Bu nedenle, yalnızca yapısal ve uzun vadeli faydalar yaratacak alanlara odaklanmak yerine, bugünü kurtaracak büyüme adımlarına da ihtiyaç var. Sadece savunma refleksiyle değil, atak bir zihniyetle hareket etmeli, yeni gelir alanları, farklı iş ortaklıkları ve cesur pazar girişimleri kurgulamalıyız.
Ana akımın tersine gitmek zorundayız
Bugün ana akımın gösterdiği yön, şirketleri aynılaştırıyor. Herkes aynı teknolojilere yatırım yapıyor, aynı danışmanlıkları alıyor, aynı yol haritalarına sahip oluyor. Oysa asıl fark yaratacak olan, şirketlerin kendi stratejik özgünlüğünü bulmasıdır.
Sürdürülebilirlik veya yapay zeka uzun vadede size inanılmaz katkılar sağlayacak ancak önümüzdeki 1-2 sene, işinizi gelir getirecek, karlılığı yüksek strateji ve iş modelleri kurtaracak. Odağınızı ve mali kaynaklarınızı buna doğru çevirmeniz lazım.
Ancak görüyorum ki bu çok zor, zira ana akım iş dünyası bir hipnoz halinde bu araçlara odaklanmış durumda.
Bu yüzden yöneticilere önerim net: Stratejinizi, iş modelinizi ve gelir mekanizmanızı yeniden masaya yatırın. Herkesin gittiği yol size uygun olmayabilir. Bugün farklı düşünmeyen, yarın ayakta kalamayacak.
Gelirleri artırmayı düşünmeye başlama vakti geldi.
Gelirleri artırmanın yolu verimlilik veya dijitalleşme değil.

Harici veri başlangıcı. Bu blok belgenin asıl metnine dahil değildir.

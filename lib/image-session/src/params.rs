use crate::{Error, Result};
use derivative::Derivative;
use derive_setters::Setters;

pub const DEFAULT_TOLERANCE: u8 = background_remover::DEFAULT_TOLERANCE;
pub const DEFAULT_QUALITY: u8 = 90;
pub const MAX_PERCENT: u8 = 100;

/// Parameters a front end exposes next to the image.
#[derive(Debug, Clone, Copy, PartialEq, Eq, Derivative, Setters)]
#[derivative(Default)]
#[setters(prefix = "with_")]
#[non_exhaustive]
pub struct EditorParams {
    /// Chroma-key tolerance, 0-100
    #[derivative(Default(value = "DEFAULT_TOLERANCE"))]
    pub tolerance: u8,

    /// Export quality in percent
    #[derivative(Default(value = "DEFAULT_QUALITY"))]
    pub quality: u8,

    /// Derive the height from the width when resizing
    #[derivative(Default(value = "false"))]
    pub maintain_aspect_ratio: bool,
}

impl EditorParams {
    pub fn new() -> Self {
        Self::default()
    }

    pub fn set_tolerance(&mut self, tolerance: u8) -> Result<()> {
        if tolerance > MAX_PERCENT {
            return Err(Error::InvalidTolerance(tolerance));
        }

        self.tolerance = tolerance;
        Ok(())
    }

    pub fn set_quality(&mut self, quality: u8) -> Result<()> {
        if quality > MAX_PERCENT {
            return Err(Error::InvalidQuality(quality));
        }

        self.quality = quality;
        Ok(())
    }

    /// Tolerance and quality go back to their defaults, aspect locking is kept.
    pub fn reset(&mut self) {
        self.tolerance = DEFAULT_TOLERANCE;
        self.quality = DEFAULT_QUALITY;
    }
}

#[cfg(test)]
mod tests {
    use super::*;

    #[test]
    fn test_defaults() {
        let params = EditorParams::new();
        assert_eq!(params.tolerance, 30);
        assert_eq!(params.quality, 90);
        assert!(!params.maintain_aspect_ratio);
    }

    #[test]
    fn test_setters_validate() {
        let mut params = EditorParams::new();

        assert!(params.set_tolerance(100).is_ok());
        assert!(matches!(params.set_tolerance(101), Err(Error::InvalidTolerance(101))));
        assert_eq!(params.tolerance, 100);

        assert!(params.set_quality(0).is_ok());
        assert!(matches!(params.set_quality(200), Err(Error::InvalidQuality(200))));
        assert_eq!(params.quality, 0);
    }

    #[test]
    fn test_reset_keeps_aspect_lock() {
        let mut params = EditorParams::new()
            .with_tolerance(70)
            .with_quality(10)
            .with_maintain_aspect_ratio(true);

        params.reset();

        assert_eq!(params.tolerance, DEFAULT_TOLERANCE);
        assert_eq!(params.quality, DEFAULT_QUALITY);
        assert!(params.maintain_aspect_ratio);
    }
}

Yolu yıkıcı teknoloji ve belirsiz jeopolitik düzlemde strateji geliştirmek, inovatif iş modelleri ortaya koymak ve tüm operasyonu bu strateji ve modeller çerçevesinde uyumlandırmak.
İşte ilk ikisi yapıldıktan sonra, uyumlandırma kısmında dijitalleşme lazım. Ama ilk iki adım atılmadan, doğrudan dijitalleştirme manasız. Şirketler önce “neden” dijitalleştiğini tanımlamadan “nasıl” sorusuna geçiyor. Bu da teknoloji yatırımının boşa gitmesine yol açıyor.
Aynı şartlar altında bile büyüyen, pazar kazanan şirketler var. Çünkü farklı düşünen, stratejisini yeniden tasarlayan şirketler yoluna devam ediyor. Siz siz olun sürüden ayrılın. Araçlara değil, amaçlara öncelik verin.